Stored data entries:
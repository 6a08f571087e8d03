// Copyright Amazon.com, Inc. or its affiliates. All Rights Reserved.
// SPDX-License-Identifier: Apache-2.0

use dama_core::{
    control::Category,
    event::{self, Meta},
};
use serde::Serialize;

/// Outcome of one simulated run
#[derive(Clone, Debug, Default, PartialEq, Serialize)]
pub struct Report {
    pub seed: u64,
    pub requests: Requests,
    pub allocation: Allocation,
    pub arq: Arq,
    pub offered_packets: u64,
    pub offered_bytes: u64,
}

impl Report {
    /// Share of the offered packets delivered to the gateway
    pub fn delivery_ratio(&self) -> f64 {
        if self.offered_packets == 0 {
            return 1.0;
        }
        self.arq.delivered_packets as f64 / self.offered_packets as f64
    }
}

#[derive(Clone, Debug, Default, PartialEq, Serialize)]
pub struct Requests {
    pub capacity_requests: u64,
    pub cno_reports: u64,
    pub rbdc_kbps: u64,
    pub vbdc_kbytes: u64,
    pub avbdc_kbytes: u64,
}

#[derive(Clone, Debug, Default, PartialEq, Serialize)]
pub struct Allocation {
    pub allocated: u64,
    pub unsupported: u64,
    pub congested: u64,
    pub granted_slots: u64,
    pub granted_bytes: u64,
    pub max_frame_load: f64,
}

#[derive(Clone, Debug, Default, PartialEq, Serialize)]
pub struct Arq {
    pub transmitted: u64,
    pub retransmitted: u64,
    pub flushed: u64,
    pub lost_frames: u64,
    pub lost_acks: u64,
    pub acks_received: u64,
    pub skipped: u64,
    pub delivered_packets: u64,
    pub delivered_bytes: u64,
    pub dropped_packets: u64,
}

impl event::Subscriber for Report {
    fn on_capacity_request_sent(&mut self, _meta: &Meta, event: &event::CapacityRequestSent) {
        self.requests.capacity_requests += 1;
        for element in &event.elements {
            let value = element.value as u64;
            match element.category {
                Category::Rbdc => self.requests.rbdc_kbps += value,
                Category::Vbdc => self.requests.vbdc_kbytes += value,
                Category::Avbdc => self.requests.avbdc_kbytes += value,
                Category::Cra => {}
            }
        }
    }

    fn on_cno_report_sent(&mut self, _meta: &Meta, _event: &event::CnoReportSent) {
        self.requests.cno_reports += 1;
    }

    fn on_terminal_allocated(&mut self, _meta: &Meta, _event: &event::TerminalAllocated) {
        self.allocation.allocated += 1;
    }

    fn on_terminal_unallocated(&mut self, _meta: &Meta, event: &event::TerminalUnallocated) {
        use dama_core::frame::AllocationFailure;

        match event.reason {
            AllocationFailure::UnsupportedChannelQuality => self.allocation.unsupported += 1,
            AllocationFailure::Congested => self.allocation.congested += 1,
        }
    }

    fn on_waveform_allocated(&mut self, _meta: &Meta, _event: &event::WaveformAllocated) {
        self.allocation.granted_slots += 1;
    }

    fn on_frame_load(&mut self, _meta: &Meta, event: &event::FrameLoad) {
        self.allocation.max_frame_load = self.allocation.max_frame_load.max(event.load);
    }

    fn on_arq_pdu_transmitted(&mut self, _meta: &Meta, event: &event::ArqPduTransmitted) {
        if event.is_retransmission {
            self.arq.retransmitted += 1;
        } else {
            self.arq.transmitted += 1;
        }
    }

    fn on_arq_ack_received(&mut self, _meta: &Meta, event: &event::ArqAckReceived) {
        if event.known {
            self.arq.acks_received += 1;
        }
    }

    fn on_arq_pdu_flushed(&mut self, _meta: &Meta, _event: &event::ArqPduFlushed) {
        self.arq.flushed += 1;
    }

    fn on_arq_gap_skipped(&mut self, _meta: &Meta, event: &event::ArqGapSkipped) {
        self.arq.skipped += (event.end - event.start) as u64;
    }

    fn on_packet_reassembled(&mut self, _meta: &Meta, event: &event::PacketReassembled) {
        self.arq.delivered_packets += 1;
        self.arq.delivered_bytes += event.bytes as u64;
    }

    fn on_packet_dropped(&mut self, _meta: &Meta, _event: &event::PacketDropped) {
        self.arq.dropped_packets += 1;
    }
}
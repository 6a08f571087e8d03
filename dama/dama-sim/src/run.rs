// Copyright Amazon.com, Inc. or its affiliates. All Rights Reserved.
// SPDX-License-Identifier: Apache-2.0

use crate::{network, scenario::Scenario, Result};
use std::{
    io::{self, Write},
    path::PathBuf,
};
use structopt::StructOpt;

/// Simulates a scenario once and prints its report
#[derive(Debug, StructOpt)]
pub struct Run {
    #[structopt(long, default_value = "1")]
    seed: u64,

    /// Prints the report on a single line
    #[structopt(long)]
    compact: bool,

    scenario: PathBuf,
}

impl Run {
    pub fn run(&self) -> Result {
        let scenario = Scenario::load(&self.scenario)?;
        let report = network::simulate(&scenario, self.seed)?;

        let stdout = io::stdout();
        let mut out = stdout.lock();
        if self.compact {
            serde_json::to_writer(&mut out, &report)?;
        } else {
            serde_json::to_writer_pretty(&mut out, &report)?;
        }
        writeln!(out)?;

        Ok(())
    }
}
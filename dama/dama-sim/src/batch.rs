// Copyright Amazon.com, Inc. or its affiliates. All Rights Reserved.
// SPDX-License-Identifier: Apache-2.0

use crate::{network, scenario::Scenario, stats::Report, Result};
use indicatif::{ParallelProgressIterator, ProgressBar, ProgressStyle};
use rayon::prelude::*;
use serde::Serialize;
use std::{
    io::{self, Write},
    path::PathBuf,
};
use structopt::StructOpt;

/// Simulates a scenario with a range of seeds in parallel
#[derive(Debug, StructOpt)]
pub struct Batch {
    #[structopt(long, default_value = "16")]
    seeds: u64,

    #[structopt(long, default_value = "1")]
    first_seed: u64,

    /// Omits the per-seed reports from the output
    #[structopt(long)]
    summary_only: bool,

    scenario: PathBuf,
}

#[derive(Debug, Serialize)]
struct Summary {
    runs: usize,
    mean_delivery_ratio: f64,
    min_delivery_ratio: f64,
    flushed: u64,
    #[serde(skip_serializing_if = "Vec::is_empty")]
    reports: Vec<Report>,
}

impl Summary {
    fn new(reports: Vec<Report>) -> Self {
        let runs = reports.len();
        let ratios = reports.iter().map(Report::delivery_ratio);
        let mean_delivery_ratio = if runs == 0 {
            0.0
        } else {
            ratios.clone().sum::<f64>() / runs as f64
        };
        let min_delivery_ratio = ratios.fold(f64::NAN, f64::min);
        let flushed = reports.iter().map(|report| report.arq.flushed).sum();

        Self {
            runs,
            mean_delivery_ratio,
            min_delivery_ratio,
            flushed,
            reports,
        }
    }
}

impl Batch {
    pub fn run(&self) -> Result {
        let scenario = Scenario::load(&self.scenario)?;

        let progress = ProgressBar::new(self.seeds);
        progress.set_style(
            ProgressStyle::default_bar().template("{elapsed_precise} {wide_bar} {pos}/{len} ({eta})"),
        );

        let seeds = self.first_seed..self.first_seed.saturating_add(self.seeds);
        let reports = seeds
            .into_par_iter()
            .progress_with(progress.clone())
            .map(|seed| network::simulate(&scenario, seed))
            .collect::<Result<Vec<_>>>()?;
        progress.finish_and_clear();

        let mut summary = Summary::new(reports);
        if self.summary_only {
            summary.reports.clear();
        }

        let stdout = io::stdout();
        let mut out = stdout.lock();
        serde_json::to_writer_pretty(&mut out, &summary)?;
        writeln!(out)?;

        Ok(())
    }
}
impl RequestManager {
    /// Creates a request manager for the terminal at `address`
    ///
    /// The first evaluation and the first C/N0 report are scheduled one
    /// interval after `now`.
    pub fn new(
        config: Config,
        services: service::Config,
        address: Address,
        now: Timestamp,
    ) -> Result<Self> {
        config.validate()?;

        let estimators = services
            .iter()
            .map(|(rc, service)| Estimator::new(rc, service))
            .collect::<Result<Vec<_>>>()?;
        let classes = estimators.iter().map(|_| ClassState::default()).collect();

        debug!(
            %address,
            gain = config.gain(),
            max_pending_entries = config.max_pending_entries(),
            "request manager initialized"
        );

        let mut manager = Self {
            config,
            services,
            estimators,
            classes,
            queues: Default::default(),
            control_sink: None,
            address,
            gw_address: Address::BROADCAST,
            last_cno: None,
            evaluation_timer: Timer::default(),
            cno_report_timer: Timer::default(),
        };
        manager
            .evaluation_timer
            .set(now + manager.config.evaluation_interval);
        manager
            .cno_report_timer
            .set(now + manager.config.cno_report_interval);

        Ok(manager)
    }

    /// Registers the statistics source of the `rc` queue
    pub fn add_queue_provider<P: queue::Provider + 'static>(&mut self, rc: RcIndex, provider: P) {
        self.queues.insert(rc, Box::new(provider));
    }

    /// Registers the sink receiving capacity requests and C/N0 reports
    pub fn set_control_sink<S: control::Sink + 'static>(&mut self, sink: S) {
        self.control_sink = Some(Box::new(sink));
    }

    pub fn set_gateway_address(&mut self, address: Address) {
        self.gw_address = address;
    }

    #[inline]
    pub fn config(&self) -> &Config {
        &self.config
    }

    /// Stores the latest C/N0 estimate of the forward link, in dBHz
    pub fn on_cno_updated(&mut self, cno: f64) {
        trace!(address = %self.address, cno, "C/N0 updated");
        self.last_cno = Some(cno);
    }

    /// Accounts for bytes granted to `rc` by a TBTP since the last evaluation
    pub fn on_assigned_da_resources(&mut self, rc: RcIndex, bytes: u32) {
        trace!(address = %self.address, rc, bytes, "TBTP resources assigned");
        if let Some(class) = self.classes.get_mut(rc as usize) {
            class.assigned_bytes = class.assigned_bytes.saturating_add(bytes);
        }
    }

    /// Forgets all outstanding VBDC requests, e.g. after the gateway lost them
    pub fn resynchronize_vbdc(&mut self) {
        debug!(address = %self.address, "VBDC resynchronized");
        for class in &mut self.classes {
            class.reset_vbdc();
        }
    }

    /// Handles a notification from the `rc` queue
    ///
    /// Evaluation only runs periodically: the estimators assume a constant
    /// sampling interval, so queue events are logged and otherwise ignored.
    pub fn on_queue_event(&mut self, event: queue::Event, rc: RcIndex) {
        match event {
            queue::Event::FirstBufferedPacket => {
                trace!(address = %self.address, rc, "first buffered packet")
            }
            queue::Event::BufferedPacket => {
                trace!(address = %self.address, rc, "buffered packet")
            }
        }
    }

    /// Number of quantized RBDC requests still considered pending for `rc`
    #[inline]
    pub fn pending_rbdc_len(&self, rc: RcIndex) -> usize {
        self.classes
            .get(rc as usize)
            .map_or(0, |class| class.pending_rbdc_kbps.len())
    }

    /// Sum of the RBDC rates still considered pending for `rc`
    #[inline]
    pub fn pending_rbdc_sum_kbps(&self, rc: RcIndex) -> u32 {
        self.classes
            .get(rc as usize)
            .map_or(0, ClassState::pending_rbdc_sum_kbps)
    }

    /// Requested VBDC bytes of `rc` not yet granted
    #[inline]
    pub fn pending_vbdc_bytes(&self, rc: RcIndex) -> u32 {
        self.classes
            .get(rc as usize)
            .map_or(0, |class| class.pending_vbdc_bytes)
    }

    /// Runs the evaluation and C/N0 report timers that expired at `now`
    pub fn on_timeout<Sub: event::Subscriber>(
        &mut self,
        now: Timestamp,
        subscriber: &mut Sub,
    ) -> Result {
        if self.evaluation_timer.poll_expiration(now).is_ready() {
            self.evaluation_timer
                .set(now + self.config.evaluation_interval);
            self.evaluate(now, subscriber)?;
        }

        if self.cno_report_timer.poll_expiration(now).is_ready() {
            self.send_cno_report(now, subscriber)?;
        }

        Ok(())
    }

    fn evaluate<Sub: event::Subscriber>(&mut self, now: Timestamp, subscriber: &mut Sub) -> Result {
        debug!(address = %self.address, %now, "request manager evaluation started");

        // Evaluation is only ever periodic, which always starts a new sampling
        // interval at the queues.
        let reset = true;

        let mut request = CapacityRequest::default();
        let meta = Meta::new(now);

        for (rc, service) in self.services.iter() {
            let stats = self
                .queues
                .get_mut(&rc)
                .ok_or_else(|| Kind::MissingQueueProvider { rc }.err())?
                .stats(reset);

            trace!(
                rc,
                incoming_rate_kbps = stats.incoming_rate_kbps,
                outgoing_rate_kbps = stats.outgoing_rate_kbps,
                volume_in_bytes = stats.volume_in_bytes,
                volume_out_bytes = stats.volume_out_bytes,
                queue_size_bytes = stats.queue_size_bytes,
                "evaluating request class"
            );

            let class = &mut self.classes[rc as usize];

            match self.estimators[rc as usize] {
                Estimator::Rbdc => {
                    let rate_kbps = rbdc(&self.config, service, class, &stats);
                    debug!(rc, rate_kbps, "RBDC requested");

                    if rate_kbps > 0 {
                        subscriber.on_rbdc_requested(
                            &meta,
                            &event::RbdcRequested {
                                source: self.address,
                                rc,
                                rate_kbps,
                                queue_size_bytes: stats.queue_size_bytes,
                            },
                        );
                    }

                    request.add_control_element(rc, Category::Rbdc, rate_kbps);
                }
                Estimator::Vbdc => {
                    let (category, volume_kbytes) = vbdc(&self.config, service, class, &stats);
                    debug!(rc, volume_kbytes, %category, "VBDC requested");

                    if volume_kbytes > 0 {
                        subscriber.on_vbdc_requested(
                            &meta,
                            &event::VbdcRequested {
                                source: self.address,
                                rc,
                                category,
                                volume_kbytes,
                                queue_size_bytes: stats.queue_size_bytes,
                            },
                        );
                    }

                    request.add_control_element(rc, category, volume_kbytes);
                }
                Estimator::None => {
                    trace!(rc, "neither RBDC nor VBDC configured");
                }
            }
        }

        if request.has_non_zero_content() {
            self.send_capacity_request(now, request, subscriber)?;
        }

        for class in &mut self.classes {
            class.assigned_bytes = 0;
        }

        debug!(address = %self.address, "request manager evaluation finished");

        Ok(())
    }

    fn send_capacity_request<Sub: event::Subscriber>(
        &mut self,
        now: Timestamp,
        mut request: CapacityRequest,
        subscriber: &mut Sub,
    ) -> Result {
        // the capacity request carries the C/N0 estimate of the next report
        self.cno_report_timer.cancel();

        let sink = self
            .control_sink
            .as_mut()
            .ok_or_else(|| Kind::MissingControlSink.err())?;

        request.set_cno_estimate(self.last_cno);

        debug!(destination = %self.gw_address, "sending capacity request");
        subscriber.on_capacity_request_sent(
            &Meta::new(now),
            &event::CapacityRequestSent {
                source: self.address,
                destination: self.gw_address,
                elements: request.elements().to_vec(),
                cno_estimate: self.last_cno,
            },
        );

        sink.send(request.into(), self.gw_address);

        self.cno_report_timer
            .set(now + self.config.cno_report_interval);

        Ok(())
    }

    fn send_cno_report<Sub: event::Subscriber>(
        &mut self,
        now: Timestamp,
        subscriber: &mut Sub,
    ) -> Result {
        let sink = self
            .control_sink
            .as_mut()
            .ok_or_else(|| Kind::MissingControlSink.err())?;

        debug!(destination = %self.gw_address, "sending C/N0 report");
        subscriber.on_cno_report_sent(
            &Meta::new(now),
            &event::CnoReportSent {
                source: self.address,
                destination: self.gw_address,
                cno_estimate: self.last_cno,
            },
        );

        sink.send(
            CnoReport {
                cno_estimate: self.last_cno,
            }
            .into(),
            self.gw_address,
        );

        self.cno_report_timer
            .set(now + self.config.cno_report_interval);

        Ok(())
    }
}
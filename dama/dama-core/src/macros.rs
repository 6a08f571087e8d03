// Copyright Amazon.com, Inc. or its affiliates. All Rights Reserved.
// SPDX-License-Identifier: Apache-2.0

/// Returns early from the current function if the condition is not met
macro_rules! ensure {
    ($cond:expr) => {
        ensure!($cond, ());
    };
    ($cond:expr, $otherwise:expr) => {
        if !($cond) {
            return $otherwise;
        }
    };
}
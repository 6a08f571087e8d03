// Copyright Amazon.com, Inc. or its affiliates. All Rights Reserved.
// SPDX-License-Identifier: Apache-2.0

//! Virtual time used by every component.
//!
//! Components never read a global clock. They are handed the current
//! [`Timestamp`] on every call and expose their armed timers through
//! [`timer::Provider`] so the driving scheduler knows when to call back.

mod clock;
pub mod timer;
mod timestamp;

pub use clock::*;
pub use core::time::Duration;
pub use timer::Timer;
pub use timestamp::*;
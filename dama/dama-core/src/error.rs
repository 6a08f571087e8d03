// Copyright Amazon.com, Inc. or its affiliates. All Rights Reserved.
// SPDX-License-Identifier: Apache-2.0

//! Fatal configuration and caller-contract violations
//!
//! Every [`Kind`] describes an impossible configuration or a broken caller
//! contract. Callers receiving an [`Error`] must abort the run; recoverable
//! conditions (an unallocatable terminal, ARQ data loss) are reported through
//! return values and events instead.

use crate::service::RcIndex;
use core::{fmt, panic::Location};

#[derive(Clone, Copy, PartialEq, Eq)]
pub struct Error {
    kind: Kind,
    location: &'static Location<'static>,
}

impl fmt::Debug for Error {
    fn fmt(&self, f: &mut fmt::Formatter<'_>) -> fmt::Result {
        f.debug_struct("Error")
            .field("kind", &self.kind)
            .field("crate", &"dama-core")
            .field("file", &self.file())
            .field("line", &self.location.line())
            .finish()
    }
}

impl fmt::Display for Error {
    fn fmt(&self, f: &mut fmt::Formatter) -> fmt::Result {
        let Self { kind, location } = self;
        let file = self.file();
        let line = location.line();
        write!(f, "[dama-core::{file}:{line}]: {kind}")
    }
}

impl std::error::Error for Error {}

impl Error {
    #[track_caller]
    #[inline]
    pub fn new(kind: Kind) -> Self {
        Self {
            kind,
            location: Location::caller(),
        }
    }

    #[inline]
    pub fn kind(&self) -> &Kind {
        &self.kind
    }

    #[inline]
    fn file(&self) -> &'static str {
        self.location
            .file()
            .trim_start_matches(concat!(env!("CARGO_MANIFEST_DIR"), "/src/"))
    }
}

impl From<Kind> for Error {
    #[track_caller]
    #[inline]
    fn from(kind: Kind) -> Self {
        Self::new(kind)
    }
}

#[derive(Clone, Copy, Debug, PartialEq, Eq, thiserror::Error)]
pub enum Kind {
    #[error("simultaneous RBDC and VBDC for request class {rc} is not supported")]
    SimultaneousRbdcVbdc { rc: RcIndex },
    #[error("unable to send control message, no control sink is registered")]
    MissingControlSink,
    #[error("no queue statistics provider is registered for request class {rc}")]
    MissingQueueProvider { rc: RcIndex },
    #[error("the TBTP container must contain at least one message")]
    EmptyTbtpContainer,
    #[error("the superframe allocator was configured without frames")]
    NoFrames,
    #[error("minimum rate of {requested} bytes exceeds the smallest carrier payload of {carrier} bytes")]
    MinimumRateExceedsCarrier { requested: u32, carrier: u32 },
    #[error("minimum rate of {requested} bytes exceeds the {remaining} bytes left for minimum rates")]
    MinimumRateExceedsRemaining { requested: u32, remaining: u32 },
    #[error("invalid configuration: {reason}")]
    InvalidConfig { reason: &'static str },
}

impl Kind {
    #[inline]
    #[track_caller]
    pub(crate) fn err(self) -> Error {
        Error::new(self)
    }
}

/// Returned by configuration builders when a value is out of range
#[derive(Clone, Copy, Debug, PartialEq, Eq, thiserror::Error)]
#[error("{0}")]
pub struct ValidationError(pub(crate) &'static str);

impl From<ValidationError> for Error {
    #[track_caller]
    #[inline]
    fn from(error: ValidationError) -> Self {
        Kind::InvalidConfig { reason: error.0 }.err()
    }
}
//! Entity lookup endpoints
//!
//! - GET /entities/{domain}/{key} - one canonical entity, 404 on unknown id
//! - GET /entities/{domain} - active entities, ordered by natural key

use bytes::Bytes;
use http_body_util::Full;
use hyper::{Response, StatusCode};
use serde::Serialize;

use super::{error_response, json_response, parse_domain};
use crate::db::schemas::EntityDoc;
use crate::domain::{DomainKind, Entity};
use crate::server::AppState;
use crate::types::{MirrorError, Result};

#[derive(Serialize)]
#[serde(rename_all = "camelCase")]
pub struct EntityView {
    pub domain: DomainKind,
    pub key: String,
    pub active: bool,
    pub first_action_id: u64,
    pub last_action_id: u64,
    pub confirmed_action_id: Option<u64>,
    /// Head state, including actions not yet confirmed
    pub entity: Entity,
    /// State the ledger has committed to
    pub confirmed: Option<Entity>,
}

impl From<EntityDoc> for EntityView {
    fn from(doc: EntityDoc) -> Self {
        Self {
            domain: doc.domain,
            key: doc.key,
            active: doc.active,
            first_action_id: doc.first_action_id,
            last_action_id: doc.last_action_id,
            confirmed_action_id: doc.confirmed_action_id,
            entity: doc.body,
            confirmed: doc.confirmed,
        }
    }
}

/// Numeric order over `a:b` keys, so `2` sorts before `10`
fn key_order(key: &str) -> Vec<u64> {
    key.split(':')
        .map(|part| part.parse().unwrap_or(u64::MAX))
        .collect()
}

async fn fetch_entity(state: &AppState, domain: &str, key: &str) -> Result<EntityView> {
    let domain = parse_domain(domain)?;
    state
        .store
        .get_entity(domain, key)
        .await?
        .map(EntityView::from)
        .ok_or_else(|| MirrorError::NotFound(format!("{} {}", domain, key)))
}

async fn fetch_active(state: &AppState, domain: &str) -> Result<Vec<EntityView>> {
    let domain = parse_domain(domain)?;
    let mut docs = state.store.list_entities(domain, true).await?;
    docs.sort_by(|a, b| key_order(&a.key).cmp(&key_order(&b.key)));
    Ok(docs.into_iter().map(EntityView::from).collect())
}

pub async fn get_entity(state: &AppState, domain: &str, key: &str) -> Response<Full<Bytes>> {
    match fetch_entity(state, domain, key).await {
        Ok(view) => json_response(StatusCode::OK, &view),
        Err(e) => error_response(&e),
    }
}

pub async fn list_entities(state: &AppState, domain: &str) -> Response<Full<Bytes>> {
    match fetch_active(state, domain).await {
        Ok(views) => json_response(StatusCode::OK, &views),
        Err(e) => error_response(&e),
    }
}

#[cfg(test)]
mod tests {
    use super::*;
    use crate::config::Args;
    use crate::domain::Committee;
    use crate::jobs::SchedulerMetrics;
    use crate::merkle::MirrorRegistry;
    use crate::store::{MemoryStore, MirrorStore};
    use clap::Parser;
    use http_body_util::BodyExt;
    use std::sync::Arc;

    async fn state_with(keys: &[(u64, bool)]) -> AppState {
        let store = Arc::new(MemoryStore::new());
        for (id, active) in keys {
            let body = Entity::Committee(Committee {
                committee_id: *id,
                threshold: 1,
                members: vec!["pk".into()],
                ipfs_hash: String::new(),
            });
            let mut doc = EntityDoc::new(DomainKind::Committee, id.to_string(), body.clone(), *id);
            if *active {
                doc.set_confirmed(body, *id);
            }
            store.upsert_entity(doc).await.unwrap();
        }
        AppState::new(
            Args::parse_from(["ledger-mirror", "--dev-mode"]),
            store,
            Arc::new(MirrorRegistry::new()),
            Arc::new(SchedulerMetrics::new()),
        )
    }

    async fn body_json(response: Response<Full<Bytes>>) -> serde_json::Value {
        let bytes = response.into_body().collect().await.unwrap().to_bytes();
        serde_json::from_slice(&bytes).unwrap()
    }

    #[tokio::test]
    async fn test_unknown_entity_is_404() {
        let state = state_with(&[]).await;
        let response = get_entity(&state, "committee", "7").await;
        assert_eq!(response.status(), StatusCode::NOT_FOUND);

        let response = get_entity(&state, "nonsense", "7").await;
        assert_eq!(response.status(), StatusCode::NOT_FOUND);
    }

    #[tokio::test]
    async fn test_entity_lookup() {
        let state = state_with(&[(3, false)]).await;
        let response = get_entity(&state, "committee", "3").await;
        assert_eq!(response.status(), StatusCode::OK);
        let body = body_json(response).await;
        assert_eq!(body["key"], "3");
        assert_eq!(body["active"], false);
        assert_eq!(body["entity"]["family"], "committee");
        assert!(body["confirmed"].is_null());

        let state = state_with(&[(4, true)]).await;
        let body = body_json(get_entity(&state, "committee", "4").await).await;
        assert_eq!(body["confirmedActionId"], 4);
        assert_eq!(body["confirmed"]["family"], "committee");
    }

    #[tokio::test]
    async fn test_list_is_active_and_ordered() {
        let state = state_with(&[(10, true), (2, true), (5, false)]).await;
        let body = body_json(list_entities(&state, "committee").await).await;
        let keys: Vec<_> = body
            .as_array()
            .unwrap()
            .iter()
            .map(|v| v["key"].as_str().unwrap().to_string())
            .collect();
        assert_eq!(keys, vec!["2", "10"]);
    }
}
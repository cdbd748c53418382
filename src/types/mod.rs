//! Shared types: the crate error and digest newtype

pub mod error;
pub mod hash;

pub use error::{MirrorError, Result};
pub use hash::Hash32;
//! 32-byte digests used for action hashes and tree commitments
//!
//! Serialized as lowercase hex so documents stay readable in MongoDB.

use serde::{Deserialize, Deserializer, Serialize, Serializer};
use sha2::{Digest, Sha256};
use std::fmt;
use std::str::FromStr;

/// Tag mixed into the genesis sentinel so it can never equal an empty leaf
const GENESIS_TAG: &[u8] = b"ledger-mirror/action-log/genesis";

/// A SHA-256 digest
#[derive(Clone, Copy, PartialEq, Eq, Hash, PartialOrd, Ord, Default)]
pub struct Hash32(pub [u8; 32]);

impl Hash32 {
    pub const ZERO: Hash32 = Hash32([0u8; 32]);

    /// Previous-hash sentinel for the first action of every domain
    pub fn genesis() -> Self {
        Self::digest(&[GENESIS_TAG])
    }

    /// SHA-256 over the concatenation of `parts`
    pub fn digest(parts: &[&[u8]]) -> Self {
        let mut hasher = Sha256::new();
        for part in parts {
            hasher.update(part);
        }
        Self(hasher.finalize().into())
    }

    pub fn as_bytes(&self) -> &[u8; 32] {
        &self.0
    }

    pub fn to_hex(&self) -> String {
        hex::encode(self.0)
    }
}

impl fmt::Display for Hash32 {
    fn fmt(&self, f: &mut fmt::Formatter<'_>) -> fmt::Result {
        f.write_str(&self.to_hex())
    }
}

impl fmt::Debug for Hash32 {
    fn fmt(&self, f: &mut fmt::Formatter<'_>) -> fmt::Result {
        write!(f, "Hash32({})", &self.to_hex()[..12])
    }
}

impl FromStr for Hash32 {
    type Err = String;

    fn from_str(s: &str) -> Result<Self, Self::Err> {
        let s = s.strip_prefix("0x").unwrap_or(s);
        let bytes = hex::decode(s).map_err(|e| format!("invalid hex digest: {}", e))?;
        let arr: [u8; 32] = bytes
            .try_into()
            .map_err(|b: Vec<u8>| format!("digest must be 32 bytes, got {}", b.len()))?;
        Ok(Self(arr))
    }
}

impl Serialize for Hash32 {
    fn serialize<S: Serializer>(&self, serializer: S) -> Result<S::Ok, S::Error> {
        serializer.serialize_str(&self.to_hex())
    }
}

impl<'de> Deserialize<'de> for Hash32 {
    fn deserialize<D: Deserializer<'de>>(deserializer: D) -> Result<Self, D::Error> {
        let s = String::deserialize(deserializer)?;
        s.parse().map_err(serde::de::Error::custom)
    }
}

▶ [Problem to solve]: Please give the number of lines in the data where "carrier" appears, without any other words.

▶ [Answer]: 2